I remind all members of this House, including members of the Conservative Party, that regardless of what party we represent, we all have an equally important fiduciary and constitutional responsibility to the people of Canada to demand that the government provide this information to the House of Commons.

I would remind this House, including the Conservative members, that in being complicit with the government and helping the government hide this information from Canadians, the Conservative members of Parliament are not doing their jobs. They are not standing up for Canadians. In fact, they are attacking the interests of Canadian taxpayers by not telling them how much this legislation will cost. They are not fulfilling perhaps the most important responsibility we have as members of Parliament, and that is to defend the democratic institutions that keep us free.

What I find troubling about the government is that at every turn we have a Prime Minister and a government that not only stymies Parliament and attacks this institution, but it attacks the public service, the courts and the Charter of Rights and Freedoms.

This is an historic decision by Parliament, by the committee, to find the government in contempt. It is the first time in the history of Canadian Parliament that a government has been found to be in contempt of Parliament. It is the first time in the history of the British parliamentary system that a government has been found to be in contempt of Parliament.

This is not a good moment in Canadian history. This is a sad moment in Canadian history. It is sad for our Parliament and for Canadian citizens.

At a time when Canada should be doing more to help a troubled world build a more peaceful and stable democratic world, it has never been more important that we defend these democratic institutions that keep us free here in Canada. We will lose our moral authority to make a difference in the world and help it achieve a more peaceful and democratic future if we do not passionately demonstrate the importance of those institutions here at home.
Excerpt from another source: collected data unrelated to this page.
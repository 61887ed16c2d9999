//! Configuration model

use super::logging_config::LoggingConfig;
use crate::error::{BoundgenError, BoundgenResult};
use serde::{Deserialize, Serialize};
use std::path::PathBuf;

/// Generation pass settings
#[derive(Debug, Clone, PartialEq, Serialize, Deserialize)]
#[serde(default)]
pub struct GeneratorConfig {
    /// Fail the pass when any warning notice is raised
    pub strict: bool,
    /// Process records on worker threads
    pub parallel: bool,
    /// Worker thread cap; defaults to the available parallelism
    #[serde(skip_serializing_if = "Option::is_none")]
    pub workers: Option<usize>,
}

impl Default for GeneratorConfig {
    fn default() -> Self {
        Self {
            strict: false,
            parallel: true,
            workers: None,
        }
    }
}

/// Source emitter settings
#[derive(Debug, Clone, PartialEq, Serialize, Deserialize)]
#[serde(default)]
pub struct EmitConfig {
    /// Directory emitted units are written to
    pub output_dir: PathBuf,
    /// Crate path the emitted code imports runtime types from
    pub runtime_crate: String,
    /// Path prefix prepended to a record's namespace to reach its type
    pub record_path_prefix: String,
}

impl Default for EmitConfig {
    fn default() -> Self {
        Self {
            output_dir: PathBuf::from("generated"),
            runtime_crate: "boundgen_core".to_string(),
            record_path_prefix: "crate".to_string(),
        }
    }
}

/// Top-level configuration
#[derive(Debug, Clone, Default, PartialEq, Serialize, Deserialize)]
#[serde(default)]
pub struct Config {
    pub generator: GeneratorConfig,
    pub emit: EmitConfig,
    pub logging: LoggingConfig,
}

impl Config {
    /// Check value ranges and non-empty settings
    pub fn validate(&self) -> BoundgenResult<()> {
        if self.generator.workers == Some(0) {
            return Err(BoundgenError::config("generator.workers must be at least 1"));
        }
        if self.emit.runtime_crate.trim().is_empty() {
            return Err(BoundgenError::config("emit.runtime_crate cannot be empty"));
        }
        if self.emit.output_dir.as_os_str().is_empty() {
            return Err(BoundgenError::config("emit.output_dir cannot be empty"));
        }
        self.logging.validate()
    }

    /// Overlay another configuration. Only non-default values of `other` win.
    pub fn merge(&mut self, other: Config) {
        let defaults = Config::default();

        if other.generator.strict {
            self.generator.strict = true;
        }
        if other.generator.parallel != defaults.generator.parallel {
            self.generator.parallel = other.generator.parallel;
        }
        if other.generator.workers.is_some() {
            self.generator.workers = other.generator.workers;
        }

        if other.emit.output_dir != defaults.emit.output_dir {
            self.emit.output_dir = other.emit.output_dir;
        }
        if other.emit.runtime_crate != defaults.emit.runtime_crate {
            self.emit.runtime_crate = other.emit.runtime_crate;
        }
        if other.emit.record_path_prefix != defaults.emit.record_path_prefix {
            self.emit.record_path_prefix = other.emit.record_path_prefix;
        }

        self.logging.merge(other.logging);
    }
}

#[cfg(test)]
mod tests {
    use super::*;

    #[test]
    fn test_default_is_valid() {
        let config = Config::default();
        assert!(config.validate().is_ok());
        assert!(config.generator.parallel);
        assert_eq!(config.emit.runtime_crate, "boundgen_core");
    }

    #[test]
    fn test_zero_workers_rejected() {
        let mut config = Config::default();
        config.generator.workers = Some(0);
        assert!(config.validate().is_err());
    }

    #[test]
    fn test_merge_keeps_base_for_defaults() {
        let mut base = Config::default();
        base.emit.output_dir = PathBuf::from("src/generated");

        let mut overlay = Config::default();
        overlay.generator.strict = true;
        overlay.generator.workers = Some(2);
        base.merge(overlay);

        assert!(base.generator.strict);
        assert_eq!(base.generator.workers, Some(2));
        assert_eq!(base.emit.output_dir, PathBuf::from("src/generated"));
    }

    #[test]
    fn test_partial_deserialization_uses_defaults() {
        let config: Config = serde_json::from_str(r#"{ "generator": { "strict": true } }"#).unwrap();
        assert!(config.generator.strict);
        assert!(config.generator.parallel);
        assert_eq!(config.logging.level, "info");
    }
}
//! Predicate synthesis
//!
//! One [`LeafPredicate`] per extracted constraint, composed into one
//! [`FieldValidator`] per constrained field. Both are in-memory predicate
//! trees: they can be evaluated directly or handed to an emitter.

mod field;
mod leaf;

pub use field::FieldValidator;
pub use leaf::LeafPredicate;
pub(crate) use leaf::anchored;

use crate::constraint::FieldSpec;
use crate::identity::ClaimedIdentity;

/// Build the field validator for `spec` under the identities in `claimed`.
///
/// Returns `None` for a field without constraints. `claimed.leaves` must be in
/// the same order as `spec.constraints`.
pub fn synthesize(spec: &FieldSpec, claimed: &ClaimedIdentity) -> Option<FieldValidator> {
    if !spec.is_constrained() {
        return None;
    }
    debug_assert_eq!(spec.constraints.len(), claimed.leaves.len());

    let leaves = spec
        .constraints
        .iter()
        .zip(&claimed.leaves)
        .map(|(constraint, identity)| LeafPredicate::new(identity.clone(), constraint.clone()))
        .collect();

    Some(FieldValidator::new(
        claimed.identity.clone(),
        spec.name.clone(),
        spec.kind,
        spec.wrapped,
        leaves,
    ))
}
//! Core error type and result extension traits

use std::fmt::Display;
use thiserror::Error;

/// Result type alias for boundgen operations
pub type BoundgenResult<T> = Result<T, BoundgenError>;

/// Extension trait for adding context to Results
pub trait ResultExt<T> {
    /// Add context to an error
    fn context<C: Display>(self, context: C) -> BoundgenResult<T>;

    /// Add context lazily (only evaluated on error)
    fn with_context<C: Display, F: FnOnce() -> C>(self, f: F) -> BoundgenResult<T>;
}

impl<T, E: Display> ResultExt<T> for Result<T, E> {
    fn context<C: Display>(self, context: C) -> BoundgenResult<T> {
        self.map_err(|e| BoundgenError::other(format!("{}: {}", context, e)))
    }

    fn with_context<C: Display, F: FnOnce() -> C>(self, f: F) -> BoundgenResult<T> {
        self.map_err(|e| BoundgenError::other(format!("{}: {}", f(), e)))
    }
}

/// Extension trait for adding context to Option types
pub trait OptionExt<T> {
    /// Convert Option to Result with context message
    fn context<C: Display>(self, context: C) -> BoundgenResult<T>;
}

impl<T> OptionExt<T> for Option<T> {
    fn context<C: Display>(self, context: C) -> BoundgenResult<T> {
        self.ok_or_else(|| BoundgenError::other(context.to_string()))
    }
}

/// Main error type for boundgen
#[derive(Error, Debug, Clone)]
pub enum BoundgenError {
    /// Configuration related errors
    #[error("Configuration error: {message}")]
    Config {
        message: String,
        context: Option<String>,
    },

    /// Schema authoring errors (empty names, duplicate fields, unreadable documents)
    #[error("Schema error: {message}")]
    Schema {
        message: String,
        record: Option<String>,
        context: Option<String>,
    },

    /// IO errors
    #[error("IO error: {message}")]
    Io {
        message: String,
        path: Option<String>,
        context: Option<String>,
    },

    /// JSON serialization/deserialization errors
    #[error("JSON error: {message}")]
    Json {
        message: String,
        context: Option<String>,
    },

    /// YAML deserialization errors
    #[error("YAML error: {message}")]
    Yaml {
        message: String,
        context: Option<String>,
    },

    /// TOML deserialization errors
    #[error("TOML error: {message}")]
    Toml {
        message: String,
        context: Option<String>,
    },

    /// Source emission errors
    #[error("Emit error: {message}")]
    Emit {
        message: String,
        record: Option<String>,
        context: Option<String>,
    },

    /// Warning notices promoted to a failure by strict mode
    #[error("Generation reported {count} warning(s) in strict mode")]
    Diagnostics { count: usize, notices: Vec<String> },

    /// Generic error with context
    #[error("Error: {message}")]
    Other {
        message: String,
        context: Option<String>,
    },
}

impl BoundgenError {
    /// Stable code for programmatic handling
    pub fn error_code(&self) -> &'static str {
        match self {
            Self::Config { .. } => "BOUNDGEN_CONFIG",
            Self::Schema { .. } => "BOUNDGEN_SCHEMA",
            Self::Io { .. } => "BOUNDGEN_IO",
            Self::Json { .. } => "BOUNDGEN_JSON",
            Self::Yaml { .. } => "BOUNDGEN_YAML",
            Self::Toml { .. } => "BOUNDGEN_TOML",
            Self::Emit { .. } => "BOUNDGEN_EMIT",
            Self::Diagnostics { .. } => "BOUNDGEN_DIAGNOSTICS",
            Self::Other { .. } => "BOUNDGEN_OTHER",
        }
    }

    /// Optional context about where the error occurred
    pub fn context(&self) -> Option<&str> {
        match self {
            Self::Config { context, .. }
            | Self::Schema { context, .. }
            | Self::Io { context, .. }
            | Self::Json { context, .. }
            | Self::Yaml { context, .. }
            | Self::Toml { context, .. }
            | Self::Emit { context, .. }
            | Self::Other { context, .. } => context.as_deref(),
            Self::Diagnostics { .. } => None,
        }
    }
}

#[cfg(test)]
mod tests {
    use super::*;

    #[test]
    fn test_error_codes_are_distinct() {
        let errors = [
            BoundgenError::config("a"),
            BoundgenError::schema("b"),
            BoundgenError::io("c"),
            BoundgenError::json("d"),
            BoundgenError::emit("e"),
            BoundgenError::other("f"),
        ];
        let mut codes: Vec<_> = errors.iter().map(|e| e.error_code()).collect();
        codes.sort_unstable();
        codes.dedup();
        assert_eq!(codes.len(), errors.len());
    }

    #[test]
    fn test_result_ext_context() {
        let result: Result<(), String> = Err("boom".to_string());
        let err = result.context("loading schema").unwrap_err();
        assert_eq!(err.to_string(), "Error: loading schema: boom");
    }

    #[test]
    fn test_option_ext_context() {
        let value: Option<u8> = None;
        let err = value.context("record not found").unwrap_err();
        assert!(matches!(err, BoundgenError::Other { .. }));
    }
}
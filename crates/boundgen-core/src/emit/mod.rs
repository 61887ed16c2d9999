//! Source emission
//!
//! Renders record validators into Rust source units that a host crate
//! includes in its build, and persists them to an output directory.

mod naming;
mod rust;
mod writer;

pub use naming::{module_name, rust_identifier};
pub use rust::RustEmitter;
pub use writer::write_units;

/// One rendered source file
#[derive(Debug, Clone, PartialEq, Eq)]
pub struct EmittedUnit {
    /// Qualified name of the record the unit validates
    pub record: String,
    /// Module name, `<record_snake>_validator`
    pub module_name: String,
    pub file_name: String,
    pub source: String,
}
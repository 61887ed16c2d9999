//! Validation outcomes and faults

use crate::classify::ValueKind;
use serde::{Deserialize, Serialize};
use std::fmt;
use thiserror::Error;

/// Result of running a record validator.
///
/// `NoValue` is distinct from `Invalid`: an observable field had no current
/// value, so its constraints could not be checked at all.
#[derive(Debug, Clone, PartialEq, Eq, Serialize, Deserialize)]
#[serde(tag = "status", rename_all = "snake_case")]
pub enum Validity {
    Valid,
    Invalid { field: String },
    NoValue { field: String },
}

impl Validity {
    pub fn invalid(field: &str) -> Self {
        Self::Invalid {
            field: field.to_string(),
        }
    }

    pub fn no_value(field: &str) -> Self {
        Self::NoValue {
            field: field.to_string(),
        }
    }

    pub fn is_valid(&self) -> bool {
        matches!(self, Self::Valid)
    }

    /// Field that decided a non-valid outcome
    pub fn field(&self) -> Option<&str> {
        match self {
            Self::Valid => None,
            Self::Invalid { field } | Self::NoValue { field } => Some(field),
        }
    }
}

impl fmt::Display for Validity {
    fn fmt(&self, f: &mut fmt::Formatter<'_>) -> fmt::Result {
        match self {
            Self::Valid => f.write_str("valid"),
            Self::Invalid { field } => write!(f, "invalid ({})", field),
            Self::NoValue { field } => write!(f, "no value ({})", field),
        }
    }
}

/// A validation call that could not produce an outcome.
///
/// Faults end the single call they occur in; they are never retried.
#[derive(Error, Debug, Clone, PartialEq)]
pub enum ValidationFault {
    /// A pattern constraint does not compile. Fails every call that reaches it.
    #[error("{validator}: malformed pattern '{pattern}': {message}")]
    MalformedPattern {
        validator: String,
        pattern: String,
        message: String,
    },

    /// The record instance has no such field
    #[error("record has no field '{field}'")]
    MissingField { field: String },

    /// The field holds a value of a different kind than it was classified as
    #[error("field '{field}' expected a {expected} value, found {found}")]
    KindMismatch {
        field: String,
        expected: ValueKind,
        found: String,
    },
}

#[cfg(test)]
mod tests {
    use super::*;

    #[test]
    fn test_validity_accessors() {
        assert!(Validity::Valid.is_valid());
        assert_eq!(Validity::invalid("age").field(), Some("age"));
        assert!(!Validity::no_value("speed").is_valid());
        assert_eq!(Validity::no_value("speed").to_string(), "no value (speed)");
    }

    #[test]
    fn test_fault_message() {
        let fault = ValidationFault::KindMismatch {
            field: "age".into(),
            expected: ValueKind::Int32,
            found: "text".into(),
        };
        assert_eq!(fault.to_string(), "field 'age' expected a int32 value, found text");
    }
}
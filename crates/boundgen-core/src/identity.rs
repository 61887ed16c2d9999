//! Naming and identity bookkeeping
//!
//! Field validators are named `validate<CapitalizedField>`, leaf predicates
//! `validate<CapitalizedField><ConstraintKind>` and the record validator
//! `validate<CapitalizedRecord>`. An [`IdentityMap`] lives for exactly one
//! record's generation and guarantees these names never collide within it.

use crate::constraint::ConstraintKind;
use crate::schema::RecordSpec;
use std::collections::HashSet;

pub const VALIDATE_PREFIX: &str = "validate";

/// Uppercase the first character, leave the rest untouched.
pub fn capitalize(name: &str) -> String {
    let mut chars = name.chars();
    match chars.next() {
        Some(first) => first.to_uppercase().chain(chars).collect(),
        None => String::new(),
    }
}

pub fn field_identity(field: &str) -> String {
    format!("{}{}", VALIDATE_PREFIX, capitalize(field))
}

pub fn leaf_identity(field_identity: &str, kind: ConstraintKind) -> String {
    format!("{}{}", field_identity, kind.identity_suffix())
}

pub fn record_identity(record: &str) -> String {
    format!("{}{}", VALIDATE_PREFIX, capitalize(record))
}

/// Identities reserved for one field: its validator and its leaves
#[derive(Debug, Clone, PartialEq, Eq)]
pub struct ClaimedIdentity {
    /// The natural identity, before collision handling
    pub requested: String,
    pub identity: String,
    /// Leaf identities, in the order the constraint kinds were given
    pub leaves: Vec<String>,
}

impl ClaimedIdentity {
    pub fn collided(&self) -> bool {
        self.requested != self.identity
    }
}

/// What the aggregator needs to know about a registered field
#[derive(Debug, Clone, PartialEq, Eq)]
pub struct Registration {
    pub identity: String,
    pub wrapped: bool,
}

/// Per-record map from field name to its validator identity.
///
/// Created empty when a record's generation starts, filled as field
/// validators are synthesized and consumed once by the aggregator.
#[derive(Debug)]
pub struct IdentityMap {
    record_identity: String,
    taken: HashSet<String>,
    entries: Vec<(String, Registration)>,
}

impl IdentityMap {
    /// Start a map for `record`, reserving the record validator's identity.
    pub fn for_record(record: &RecordSpec) -> Self {
        let record_identity = record_identity(&record.name);
        let mut taken = HashSet::new();
        taken.insert(record_identity.clone());
        Self {
            record_identity,
            taken,
            entries: Vec::new(),
        }
    }

    pub fn record_identity(&self) -> &str {
        &self.record_identity
    }

    /// Reserve identities for a field and the given leaf kinds.
    ///
    /// If any of the natural names is taken, numeric suffixes starting at 2
    /// are tried on the field identity until all names are free.
    pub fn claim(&mut self, field: &str, kinds: &[ConstraintKind]) -> ClaimedIdentity {
        let requested = field_identity(field);
        let mut attempt = 1usize;

        loop {
            let identity = if attempt == 1 {
                requested.clone()
            } else {
                format!("{}{}", requested, attempt)
            };
            let leaves: Vec<String> = kinds.iter().map(|k| leaf_identity(&identity, *k)).collect();

            let free = !self.taken.contains(&identity)
                && leaves.iter().all(|leaf| !self.taken.contains(leaf));
            if free {
                self.taken.insert(identity.clone());
                self.taken.extend(leaves.iter().cloned());
                return ClaimedIdentity {
                    requested,
                    identity,
                    leaves,
                };
            }
            attempt += 1;
        }
    }

    /// Register a synthesized field validator.
    pub fn register(&mut self, field: impl Into<String>, identity: impl Into<String>, wrapped: bool) {
        self.entries.push((
            field.into(),
            Registration {
                identity: identity.into(),
                wrapped,
            },
        ));
    }

    pub fn get(&self, field: &str) -> Option<&Registration> {
        self.entries
            .iter()
            .find(|(name, _)| name == field)
            .map(|(_, registration)| registration)
    }

    pub fn len(&self) -> usize {
        self.entries.len()
    }

    pub fn is_empty(&self) -> bool {
        self.entries.is_empty()
    }

    /// Registrations in registration order
    pub fn iter(&self) -> impl Iterator<Item = (&str, &Registration)> {
        self.entries.iter().map(|(name, reg)| (name.as_str(), reg))
    }
}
We fully expect that the House will concur with the findings of the committee and we hope that this will help Canadians understand the importance of defending these institutions. We hope that members of the Conservative Party will wake up and recognize their responsibilities and join with us today in standing up for the people who elect us and not defend a government that is once again shutting down this Parliament and denying us the right and responsibility we have to defend the interests of Canadians.

Procedure and House Affairs
Committees of the House
Routine Proceedings

3:55 p.m.

Conservative

Harold Albrecht Kitchener—Conestoga, ON

Madam Speaker, it is a true travesty that we are spending this time dealing with this motion today.

Last week was a constituency week when members of Parliament should have been in their ridings hearing from their constituents who sent them here to represent them, but instead there was a motion that required the procedure and House affairs committee to spend three days on hearings. During that time, we heard from multiple witnesses. Three ministers of the Crown appeared. With less than a day's notice, two of them appeared for a second time to answer the questions that were asked of them by committee members. Many other witnesses appeared. Hundreds of thousands of dollars were spent in convening our procedure and House affairs committee last week.

At the end of those hearings, that opposition member and his coalition partners presented a motion to the committee. I want members to listen carefully to the motion, which read, “that they would not allow any summary of evidence to be presented in that report”, after two full days of hearings and hundreds of thousands of dollars to get those witnesses here, as well as all of the required material that was prepared for it. At the end of that time, they had the audacity to ask that no summary of evidence be included in, what they said could be a maximum, two-page report.

How can the member stand here and defend democracy when, at the end of a two-day hearing, he actually asked that no summary of evidence be included in the record? Then, because the opposition members had the majority, they could pass any motion they wanted to pass. Of course they would pass the motion. How can that be called democracy?